L’affaire dite des « caricatures » a fait couler beaucoup d’encre. Elle a également suscité de vives réactions. C’est surtout l’émotion des musulmans qui semble avoir fait l’objet d’une attention toute particulière. Cela est tout à fait légitime dès lors que c’est la communauté musulmane qui se sentait visée par la publication de ces caricatures litigieuses. Mais il faut surtout, à mon sens, revenir sur l’incompréhension qui règne au sein de certaines composantes de la société française, mais également dans les autres sociétés européennes.
Tout d’abord, revenons sur le sentiment d’indignation qui a parcouru l’ensemble de la communauté musulmane.

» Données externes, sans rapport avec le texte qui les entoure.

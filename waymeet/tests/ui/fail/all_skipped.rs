#![allow(dead_code)]

use waymeet::Patch;

#[derive(Patch)]
struct Marker {
    #[patch(skip)]
    id: String,
}

fn main() {}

Qu’il s’agisse de Français de confession musulmane, mais également de tous les autres musulmans non-francophones, les sentiments ont été les mêmes : indignation, offuscation, colère.
Nombreuses spéculations ont été faites sur la question. Certains avanceront la pseudo-théorie d’un «choc des civilisations». D’autres y verront la traduction de la radicalisation des musulmans. Ces deux justifications témoignent d’une incompréhension totale de la réaction des musulmans. Il est évidemment bien facile de céder à des explications aussi simplistes, mais qui sont fondamentalement erronées.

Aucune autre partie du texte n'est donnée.